__Instructions to follow__.
Could you filter the records below and return each line that holds "entries"?

__Material for this exercise__.
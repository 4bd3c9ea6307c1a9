//! Replay row insertions on XML the grid model does not load.
//!
//! Conditional formats, data validations, hyperlinks, auto filters and selections are kept as
//! raw worksheet XML, and defined names as raw workbook XML. Their ranges and formulas are moved
//! here with the same rules the model applies to cell formulas.

use std::borrow::Cow;

use bulletin_model::formula_rewrite::sheet_names_eq;
use bulletin_model::{
    rewrite_formula_for_row_insert, rewrite_sqref_for_row_insert, RowInsertion, Workbook,
};
use quick_xml::events::{BytesStart, BytesText, Event};
use quick_xml::{Reader, Writer};

use crate::shared_strings::escape_text;
use crate::XlsxError;

/// Row insertions of every sheet, oldest first per sheet.
#[derive(Debug, Clone, Default)]
pub(crate) struct RowEdits {
    edits: Vec<(String, RowInsertion)>,
}

impl RowEdits {
    pub(crate) fn from_workbook(workbook: &Workbook) -> Self {
        let edits = workbook
            .sheets
            .iter()
            .flat_map(|sheet| {
                sheet
                    .row_insertions()
                    .iter()
                    .map(|insertion| (sheet.name.clone(), *insertion))
            })
            .collect();
        Self { edits }
    }

    pub(crate) fn is_empty(&self) -> bool {
        self.edits.is_empty()
    }

    /// Moved range list of `sheet`, or `None` when nothing changed.
    pub(crate) fn sqref(&self, sheet: &str, sqref: &str) -> Option<String> {
        let mut text = Cow::Borrowed(sqref);
        let mut changed = false;
        for (edit_sheet, insertion) in &self.edits {
            if !sheet_names_eq(edit_sheet, sheet) {
                continue;
            }
            let (moved, hit) = rewrite_sqref_for_row_insert(&text, insertion.at, insertion.count);
            if hit {
                text = Cow::Owned(moved);
                changed = true;
            }
        }
        changed.then(|| text.into_owned())
    }

    /// Moved formula evaluated on `ctx_sheet` (empty for workbook scope), or `None`.
    pub(crate) fn formula(&self, ctx_sheet: &str, formula: &str) -> Option<String> {
        let mut text = Cow::Borrowed(formula);
        let mut changed = false;
        for (edit_sheet, insertion) in &self.edits {
            let (moved, hit) = rewrite_formula_for_row_insert(
                &text,
                ctx_sheet,
                edit_sheet,
                insertion.at,
                insertion.count,
            );
            if hit {
                text = Cow::Owned(moved);
                changed = true;
            }
        }
        changed.then(|| text.into_owned())
    }
}

/// Range attributes tied to rows, by element local name.
fn range_attributes(local: &[u8]) -> &'static [&'static [u8]] {
    match local {
        b"conditionalFormatting" | b"dataValidation" | b"protectedRange" | b"ignoredError" => {
            &[b"sqref"]
        }
        b"hyperlink" | b"autoFilter" | b"sortState" | b"sortCondition" => &[b"ref"],
        b"selection" => &[b"sqref", b"activeCell"],
        _ => &[],
    }
}

/// Elements whose text is a formula (`cfRule/formula`, `dataValidation/formula1`, ...).
pub(crate) fn is_formula_element(local: &[u8]) -> bool {
    matches!(local, b"formula" | b"formula1" | b"formula2")
}

/// Copy of `e` with its row-tied range attributes (and a hyperlink's `location`) moved, or
/// `None` when none changed.
pub(crate) fn shift_range_attributes(
    e: &BytesStart<'_>,
    sheet: &str,
    edits: &RowEdits,
) -> Result<Option<BytesStart<'static>>, XlsxError> {
    let local = e.local_name();
    let keys = range_attributes(local.as_ref());
    if keys.is_empty() {
        return Ok(None);
    }
    let is_hyperlink = local.as_ref() == b"hyperlink";
    let name = String::from_utf8_lossy(e.name().as_ref()).into_owned();
    let mut patched = BytesStart::new(name);
    let mut changed = false;
    for attr in e.attributes() {
        let attr = attr?;
        let key = attr.key.as_ref();
        let moved = if keys.contains(&key) {
            edits.sqref(sheet, &attr.unescape_value()?)
        } else if is_hyperlink && key == b"location" {
            edits
                .formula(sheet, &attr.unescape_value()?)
                .map(|location| escape_text(&location))
        } else {
            None
        };
        match moved {
            Some(value) => {
                patched.push_attribute((key, value.as_bytes()));
                changed = true;
            }
            None => patched.push_attribute((key, attr.value.as_ref())),
        }
    }
    Ok(changed.then_some(patched))
}

/// Formula text event rewritten for `ctx_sheet`, or `None` when it does not move.
pub(crate) fn shift_formula_text(
    text: &BytesText<'_>,
    ctx_sheet: &str,
    edits: &RowEdits,
) -> Result<Option<BytesText<'static>>, XlsxError> {
    let formula = text.unescape()?;
    Ok(edits
        .formula(ctx_sheet, &formula)
        .map(|moved| BytesText::from_escaped(escape_text(&moved))))
}

/// Move the formulas of every `<definedName>` in workbook XML.
///
/// Defined names are always sheet-qualified, so they are evaluated without a context sheet.
pub(crate) fn shift_defined_names(workbook_xml: &[u8], edits: &RowEdits) -> Result<Vec<u8>, XlsxError> {
    let mut reader = Reader::from_reader(workbook_xml);
    reader.config_mut().trim_text(false);
    let mut writer = Writer::new(Vec::with_capacity(workbook_xml.len()));
    let mut buf = Vec::new();
    let mut in_defined_name = false;

    loop {
        let event = reader.read_event_into(&mut buf)?;
        match event {
            Event::Eof => break,
            Event::Start(ref e) if e.local_name().as_ref() == b"definedName" => {
                in_defined_name = true;
                writer.write_event(event.borrow())?;
            }
            Event::End(ref e) if e.local_name().as_ref() == b"definedName" => {
                in_defined_name = false;
                writer.write_event(event.borrow())?;
            }
            Event::Text(ref t) if in_defined_name => match shift_formula_text(t, "", edits)? {
                Some(moved) => writer.write_event(Event::Text(moved))?,
                None => writer.write_event(event.borrow())?,
            },
            _ => writer.write_event(event.borrow())?,
        }
        buf.clear();
    }

    Ok(writer.into_inner())
}

#[cfg(test)]
mod tests {
    use super::*;
    use bulletin_model::CellRef;
    use pretty_assertions::assert_eq;

    fn edits() -> RowEdits {
        let mut workbook = Workbook::new();
        let report = workbook.add_sheet("Report");
        workbook.add_sheet("Notes");
        workbook.sheets[report].set_value(CellRef::new(0, 0), "x");
        workbook.insert_rows(report, 4, 3);
        RowEdits::from_workbook(&workbook)
    }

    #[test]
    fn only_the_edited_sheet_moves_its_ranges() {
        let edits = edits();
        assert_eq!(edits.sqref("Report", "A5 B2:B6").as_deref(), Some("A8 B2:B9"));
        assert_eq!(edits.sqref("Report", "A1:C4"), None);
        assert_eq!(edits.sqref("Notes", "A5"), None);
    }

    #[test]
    fn defined_names_follow_inserted_rows() {
        let xml = br#"<workbook><definedNames><definedName name="_xlnm.Print_Area" localSheetId="0">Report!$A$1:$E$7</definedName><definedName name="Other">Notes!$A$9</definedName></definedNames></workbook>"#;
        let out = String::from_utf8(shift_defined_names(xml, &edits()).unwrap()).unwrap();
        assert_eq!(
            out,
            r#"<workbook><definedNames><definedName name="_xlnm.Print_Area" localSheetId="0">Report!$A$1:$E$10</definedName><definedName name="Other">Notes!$A$9</definedName></definedNames></workbook>"#
        );
    }

    #[test]
    fn hyperlink_refs_move_and_other_attributes_stay() {
        let mut reader = Reader::from_reader(&br#"<hyperlink ref="C6" r:id="rId1" display="Site"/>"#[..]);
        let mut buf = Vec::new();
        let Event::Empty(e) = reader.read_event_into(&mut buf).unwrap() else {
            panic!("expected an empty element");
        };
        let patched = shift_range_attributes(&e, "Report", &edits()).unwrap().unwrap();
        let mut writer = Writer::new(Vec::new());
        writer.write_event(Event::Empty(patched)).unwrap();
        assert_eq!(
            String::from_utf8(writer.into_inner()).unwrap(),
            r#"<hyperlink ref="C9" r:id="rId1" display="Site"/>"#
        );
    }
}
use std::io::{Cursor, Read, Write};

use bulletin_model::{Cell, CellRef, CellValue, Range, Style};
use bulletin_xlsx::{XlsxDocument, XlsxError, XlsxPackageLimits};
use pretty_assertions::assert_eq;
use zip::write::FileOptions;
use zip::{CompressionMethod, ZipArchive, ZipWriter};

const CONTENT_TYPES: &str = r#"<?xml version="1.0" encoding="UTF-8" standalone="yes"?>
<Types xmlns="http://schemas.openxmlformats.org/package/2006/content-types"><Default Extension="rels" ContentType="application/vnd.openxmlformats-package.relationships+xml"/><Default Extension="xml" ContentType="application/xml"/><Override PartName="/xl/workbook.xml" ContentType="application/vnd.openxmlformats-officedocument.spreadsheetml.sheet.main+xml"/><Override PartName="/xl/worksheets/sheet1.xml" ContentType="application/vnd.openxmlformats-officedocument.spreadsheetml.worksheet+xml"/><Override PartName="/xl/worksheets/sheet2.xml" ContentType="application/vnd.openxmlformats-officedocument.spreadsheetml.worksheet+xml"/><Override PartName="/xl/styles.xml" ContentType="application/vnd.openxmlformats-officedocument.spreadsheetml.styles+xml"/><Override PartName="/xl/sharedStrings.xml" ContentType="application/vnd.openxmlformats-officedocument.spreadsheetml.sharedStrings+xml"/><Override PartName="/xl/calcChain.xml" ContentType="application/vnd.openxmlformats-officedocument.spreadsheetml.calcChain+xml"/></Types>"#;

const ROOT_RELS: &str = r#"<?xml version="1.0" encoding="UTF-8" standalone="yes"?>
<Relationships xmlns="http://schemas.openxmlformats.org/package/2006/relationships"><Relationship Id="rId1" Type="http://schemas.openxmlformats.org/officeDocument/2006/relationships/officeDocument" Target="xl/workbook.xml"/></Relationships>"#;

const WORKBOOK: &str = r#"<?xml version="1.0" encoding="UTF-8" standalone="yes"?>
<workbook xmlns="http://schemas.openxmlformats.org/spreadsheetml/2006/main" xmlns:r="http://schemas.openxmlformats.org/officeDocument/2006/relationships"><sheets><sheet name="Report" sheetId="1" r:id="rId1"/><sheet name="Summary" sheetId="2" r:id="rId2"/></sheets><definedNames><definedName name="_xlnm.Print_Area" localSheetId="0">Report!$A$1:$C$5</definedName></definedNames><calcPr calcId="191029"/></workbook>"#;

const WORKBOOK_RELS: &str = r#"<?xml version="1.0" encoding="UTF-8" standalone="yes"?>
<Relationships xmlns="http://schemas.openxmlformats.org/package/2006/relationships"><Relationship Id="rId1" Type="http://schemas.openxmlformats.org/officeDocument/2006/relationships/worksheet" Target="worksheets/sheet1.xml"/><Relationship Id="rId2" Type="http://schemas.openxmlformats.org/officeDocument/2006/relationships/worksheet" Target="worksheets/sheet2.xml"/><Relationship Id="rId3" Type="http://schemas.openxmlformats.org/officeDocument/2006/relationships/styles" Target="styles.xml"/><Relationship Id="rId4" Type="http://schemas.openxmlformats.org/officeDocument/2006/relationships/sharedStrings" Target="sharedStrings.xml"/><Relationship Id="rId5" Type="http://schemas.openxmlformats.org/officeDocument/2006/relationships/calcChain" Target="calcChain.xml"/></Relationships>"#;

const STYLES: &str = r#"<?xml version="1.0" encoding="UTF-8" standalone="yes"?>
<styleSheet xmlns="http://schemas.openxmlformats.org/spreadsheetml/2006/main"><fonts count="2"><font><sz val="11"/><name val="Calibri"/></font><font><b/><sz val="11"/><name val="Calibri"/></font></fonts><fills count="2"><fill><patternFill patternType="none"/></fill><fill><patternFill patternType="gray125"/></fill></fills><borders count="2"><border><left/><right/><top/><bottom/><diagonal/></border><border><left style="thin"/><right style="thin"/><top style="thin"/><bottom style="thin"/><diagonal/></border></borders><cellStyleXfs count="1"><xf numFmtId="0" fontId="0" fillId="0" borderId="0"/></cellStyleXfs><cellXfs count="3"><xf numFmtId="0" fontId="0" fillId="0" borderId="0" xfId="0"/><xf numFmtId="0" fontId="1" fillId="0" borderId="1" xfId="0" applyFont="1" applyBorder="1"/><xf numFmtId="0" fontId="0" fillId="0" borderId="1" xfId="0" applyBorder="1"/></cellXfs><cellStyles count="1"><cellStyle name="Normal" xfId="0" builtinId="0"/></cellStyles></styleSheet>"#;

const SHARED_STRINGS: &str = r#"<?xml version="1.0" encoding="UTF-8" standalone="yes"?>
<sst xmlns="http://schemas.openxmlformats.org/spreadsheetml/2006/main" count="3" uniqueCount="3"><si><t>{{header:region}}</t></si><si><t>{{data:name}}</t></si><si><r><rPr><b/></rPr><t>Total</t></r></si></sst>"#;

const SHEET1: &str = r#"<?xml version="1.0" encoding="UTF-8" standalone="yes"?>
<worksheet xmlns="http://schemas.openxmlformats.org/spreadsheetml/2006/main" xmlns:r="http://schemas.openxmlformats.org/officeDocument/2006/relationships"><dimension ref="A1:C5"/><sheetViews><sheetView workbookViewId="0"/></sheetViews><cols><col min="1" max="1" width="28" customWidth="1"/></cols><sheetData><row r="2" ht="22" customHeight="1"><c r="A2" s="1" t="s"><v>0</v></c><c r="B2" s="1"/></row><row r="3"><c r="A3" s="2" t="s"><v>1</v></c><c r="B3" s="2"><v>4</v></c></row><row r="5"><c r="A5" t="s"><v>2</v></c><c r="B5"><f>SUM(B1:B4)</f><v>4</v></c><c r="C5"><f t="array" ref="C5">MAX(B1:B4*2)</f><v>8</v></c></row></sheetData><mergeCells count="1"><mergeCell ref="A2:B2"/></mergeCells><conditionalFormatting sqref="A5:B5"><cfRule type="expression" dxfId="0" priority="1"><formula>$B$5&gt;0</formula></cfRule></conditionalFormatting><pageMargins left="0.7" right="0.7" top="0.75" bottom="0.75" header="0.3" footer="0.3"/></worksheet>"#;

const SHEET2: &str = r#"<?xml version="1.0" encoding="UTF-8" standalone="yes"?>
<worksheet xmlns="http://schemas.openxmlformats.org/spreadsheetml/2006/main"><sheetData><row r="1"><c r="A1"><f>Report!B5*2</f><v>8</v></c></row></sheetData></worksheet>"#;

fn build_zip_bytes(entries: &[(&str, &[u8])]) -> Vec<u8> {
    let cursor = Cursor::new(Vec::new());
    let mut zip = ZipWriter::new(cursor);
    let options = FileOptions::<()>::default().compression_method(CompressionMethod::Deflated);

    for (name, bytes) in entries {
        zip.start_file(*name, options).expect("start_file");
        zip.write_all(bytes).expect("write entry bytes");
    }

    zip.finish().expect("finish").into_inner()
}

fn template_bytes() -> Vec<u8> {
    build_zip_bytes(&[
        ("[Content_Types].xml", CONTENT_TYPES.as_bytes()),
        ("_rels/.rels", ROOT_RELS.as_bytes()),
        ("xl/workbook.xml", WORKBOOK.as_bytes()),
        ("xl/_rels/workbook.xml.rels", WORKBOOK_RELS.as_bytes()),
        ("xl/styles.xml", STYLES.as_bytes()),
        ("xl/sharedStrings.xml", SHARED_STRINGS.as_bytes()),
        ("xl/worksheets/sheet1.xml", SHEET1.as_bytes()),
        ("xl/worksheets/sheet2.xml", SHEET2.as_bytes()),
        ("xl/calcChain.xml", br#"<calcChain><c r="B5" i="1"/></calcChain>"#),
        ("docProps/app.xml", b"<Properties/>"),
    ])
}

fn read_part(bytes: &[u8], name: &str) -> Option<String> {
    let mut archive = ZipArchive::new(Cursor::new(bytes)).expect("zip");
    let mut file = archive.by_name(name).ok()?;
    let mut out = String::new();
    file.read_to_string(&mut out).expect("utf-8 part");
    Some(out)
}

fn cell(a1: &str) -> CellRef {
    CellRef::from_a1(a1).unwrap()
}

#[test]
fn load_exposes_values_styles_and_merges() {
    let doc = XlsxDocument::load_from_bytes(&template_bytes()).expect("load");
    let report = doc.workbook.sheet_by_name("report").expect("case-insensitive lookup");

    assert_eq!(report.value(cell("A2")), &CellValue::String("{{header:region}}".into()));
    assert_eq!(report.value(cell("A5")), &CellValue::String("Total".into()));
    assert_eq!(
        report.cell(cell("B5")).and_then(|c| c.formula.as_deref()),
        Some("SUM(B1:B4)")
    );
    let a3_style = report.cell(cell("A3")).unwrap().style_id;
    assert_eq!(doc.workbook.styles.get(a3_style), Some(&Style::from_xf(2)));
    assert_eq!(report.row_properties(1).and_then(|p| p.height), Some(22.0));
    assert_eq!(
        report.merges().iter().collect::<Vec<_>>(),
        vec![Range::from_a1("A2:B2").unwrap()]
    );
    assert_eq!(doc.sheet_part_name(1), Some("xl/worksheets/sheet2.xml"));
}

#[test]
fn unmodified_save_preserves_template_parts() {
    let template = template_bytes();
    let doc = XlsxDocument::load_from_bytes(&template).expect("load");
    let saved = doc.save_to_bytes().expect("save");

    assert_eq!(read_part(&saved, "docProps/app.xml").as_deref(), Some("<Properties/>"));
    assert_eq!(read_part(&saved, "xl/styles.xml").as_deref(), Some(STYLES));

    let sheet1 = read_part(&saved, "xl/worksheets/sheet1.xml").unwrap();
    assert!(sheet1.contains(r#"<col min="1" max="1" width="28" customWidth="1"/>"#), "{sheet1}");
    assert!(sheet1.contains(r#"<c r="A2" s="1" t="s"><v>0</v></c><c r="B2" s="1"/>"#), "{sheet1}");
    assert!(sheet1.contains(r#"<mergeCells count="1"><mergeCell ref="A2:B2"/></mergeCells>"#));

    // Rich shared strings keep their runs.
    let sst = read_part(&saved, "xl/sharedStrings.xml").unwrap();
    assert!(sst.contains("<si><r><rPr><b/></rPr><t>Total</t></r></si>"), "{sst}");

    let reloaded = XlsxDocument::load_from_bytes(&saved).expect("reload");
    assert_eq!(reloaded.workbook.sheets, doc.workbook.sheets);
}

#[test]
fn inserted_rows_and_new_formats_survive_save() {
    let mut doc = XlsxDocument::load_from_bytes(&template_bytes()).expect("load");
    let report = doc.workbook.sheet_index("Report").unwrap();

    let rewritten = doc.workbook.insert_rows(report, 3, 2).unwrap();
    assert_eq!(rewritten, 3);

    let base = doc.workbook.sheets[report].cell(cell("B3")).unwrap().style_id;
    let formatted = doc.workbook.styles.with_number_format(base, "0.000");
    let sheet = &mut doc.workbook.sheets[report];
    sheet.set_cell(cell("B4"), Cell::new(CellValue::Number(12.25)).with_style(formatted));
    sheet.set_value(cell("A4"), "Rivière-du-Loup");

    let saved = doc.save_to_bytes().expect("save");

    let sheet1 = read_part(&saved, "xl/worksheets/sheet1.xml").unwrap();
    assert!(sheet1.contains(r#"<dimension ref="A2:C7"/>"#), "{sheet1}");
    assert!(sheet1.contains(r#"<c r="B7"><f>SUM(B1:B6)</f><v>4</v></c>"#), "{sheet1}");
    assert!(
        sheet1.contains(r#"<c r="C7"><f t="array" ref="C7">MAX(B1:B6*2)</f><v>8</v></c>"#),
        "{sheet1}"
    );
    // Conditional formats and the print area follow the rows they covered.
    assert!(
        sheet1.contains(r#"<conditionalFormatting sqref="A7:B7"><cfRule type="expression" dxfId="0" priority="1"><formula>$B$7&gt;0</formula></cfRule></conditionalFormatting>"#),
        "{sheet1}"
    );
    assert!(sheet1.contains(r#"<c r="B4" s="3"><v>12.25</v></c>"#), "{sheet1}");

    let sheet2 = read_part(&saved, "xl/worksheets/sheet2.xml").unwrap();
    assert!(sheet2.contains("<f>Report!B7*2</f>"), "{sheet2}");

    let styles = read_part(&saved, "xl/styles.xml").unwrap();
    assert!(
        styles.contains(r#"<numFmts count="1"><numFmt numFmtId="164" formatCode="0.000"/></numFmts>"#),
        "{styles}"
    );
    assert!(styles.contains(r#"<cellXfs count="4">"#), "{styles}");

    let sst = read_part(&saved, "xl/sharedStrings.xml").unwrap();
    assert!(sst.contains("<si><t>Rivière-du-Loup</t></si>"), "{sst}");

    // Cached results are stale after the shift, so the calc chain goes and a recalc is forced.
    assert!(read_part(&saved, "xl/calcChain.xml").is_none());
    let workbook = read_part(&saved, "xl/workbook.xml").unwrap();
    assert!(workbook.contains(r#"<calcPr calcId="191029" fullCalcOnLoad="1"/>"#), "{workbook}");
    assert!(
        workbook.contains(r#"<definedName name="_xlnm.Print_Area" localSheetId="0">Report!$A$1:$C$7</definedName>"#),
        "{workbook}"
    );
    let rels = read_part(&saved, "xl/_rels/workbook.xml.rels").unwrap();
    assert!(!rels.contains("calcChain"), "{rels}");
    let content_types = read_part(&saved, "[Content_Types].xml").unwrap();
    assert!(!content_types.contains("calcChain"), "{content_types}");

    let reloaded = XlsxDocument::load_from_bytes(&saved).expect("reload");
    let report = reloaded.workbook.sheet_by_name("Report").unwrap();
    assert_eq!(
        report.merges().iter().collect::<Vec<_>>(),
        vec![Range::from_a1("A2:B2").unwrap()]
    );
    let b4 = report.cell(cell("B4")).unwrap();
    assert_eq!(b4.value, CellValue::Number(12.25));
    assert_eq!(reloaded.workbook.styles.get(b4.style_id), Some(&Style::from_xf(3)));
}

#[test]
fn missing_shared_strings_part_is_created_on_save() {
    let rels = WORKBOOK_RELS.replace(
        r#"<Relationship Id="rId4" Type="http://schemas.openxmlformats.org/officeDocument/2006/relationships/sharedStrings" Target="sharedStrings.xml"/>"#,
        "",
    );
    let sheet = r#"<worksheet xmlns="http://schemas.openxmlformats.org/spreadsheetml/2006/main"><sheetData><row r="1"><c r="A1" t="inlineStr"><is><t>{{general:date}}</t></is></c></row></sheetData></worksheet>"#;
    let bytes = build_zip_bytes(&[
        ("[Content_Types].xml", CONTENT_TYPES.replace("/xl/sharedStrings.xml", "/xl/unused.xml").as_bytes()),
        ("_rels/.rels", ROOT_RELS.as_bytes()),
        ("xl/workbook.xml", WORKBOOK.as_bytes()),
        ("xl/_rels/workbook.xml.rels", rels.as_bytes()),
        ("xl/styles.xml", STYLES.as_bytes()),
        ("xl/worksheets/sheet1.xml", sheet.as_bytes()),
        ("xl/worksheets/sheet2.xml", SHEET2.as_bytes()),
    ]);

    let doc = XlsxDocument::load_from_bytes(&bytes).expect("load");
    let saved = doc.save_to_bytes().expect("save");

    let sst = read_part(&saved, "xl/sharedStrings.xml").expect("shared strings written");
    assert!(sst.contains("<si><t>{{general:date}}</t></si>"), "{sst}");
    let rels = read_part(&saved, "xl/_rels/workbook.xml.rels").unwrap();
    assert!(
        rels.contains(r#"Id="rId6" Type="http://schemas.openxmlformats.org/officeDocument/2006/relationships/sharedStrings" Target="sharedStrings.xml""#),
        "{rels}"
    );
    let content_types = read_part(&saved, "[Content_Types].xml").unwrap();
    assert!(content_types.contains(r#"PartName="/xl/sharedStrings.xml""#), "{content_types}");
}

#[test]
fn save_to_path_replaces_destination() {
    let dir = tempfile::tempdir().expect("temp dir");
    let out = dir.path().join("bulletin.xlsx");
    std::fs::write(&out, b"stale").unwrap();

    let doc = XlsxDocument::load_from_bytes(&template_bytes()).expect("load");
    doc.save_to_path(&out).expect("save");

    let reloaded = XlsxDocument::load_from_path(&out).expect("reload from disk");
    assert_eq!(reloaded.workbook.sheets.len(), 2);

    let leftovers: Vec<_> = std::fs::read_dir(dir.path())
        .unwrap()
        .map(|e| e.unwrap().file_name())
        .collect();
    assert_eq!(leftovers, vec![std::ffi::OsString::from("bulletin.xlsx")]);
}

#[test]
fn oversized_parts_are_rejected() {
    let limits = XlsxPackageLimits {
        max_part_bytes: 512,
        max_total_bytes: u64::MAX,
    };
    let err = XlsxDocument::load_from_bytes_limited(&template_bytes(), limits).unwrap_err();
    assert!(matches!(err, XlsxError::PartTooLarge { .. }), "{err:?}");
}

__Response to this task__.
fn build_zip_bytes(entries: &[(&str, &[u8])]) -> Vec<u8> {
    for (name, bytes) in entries {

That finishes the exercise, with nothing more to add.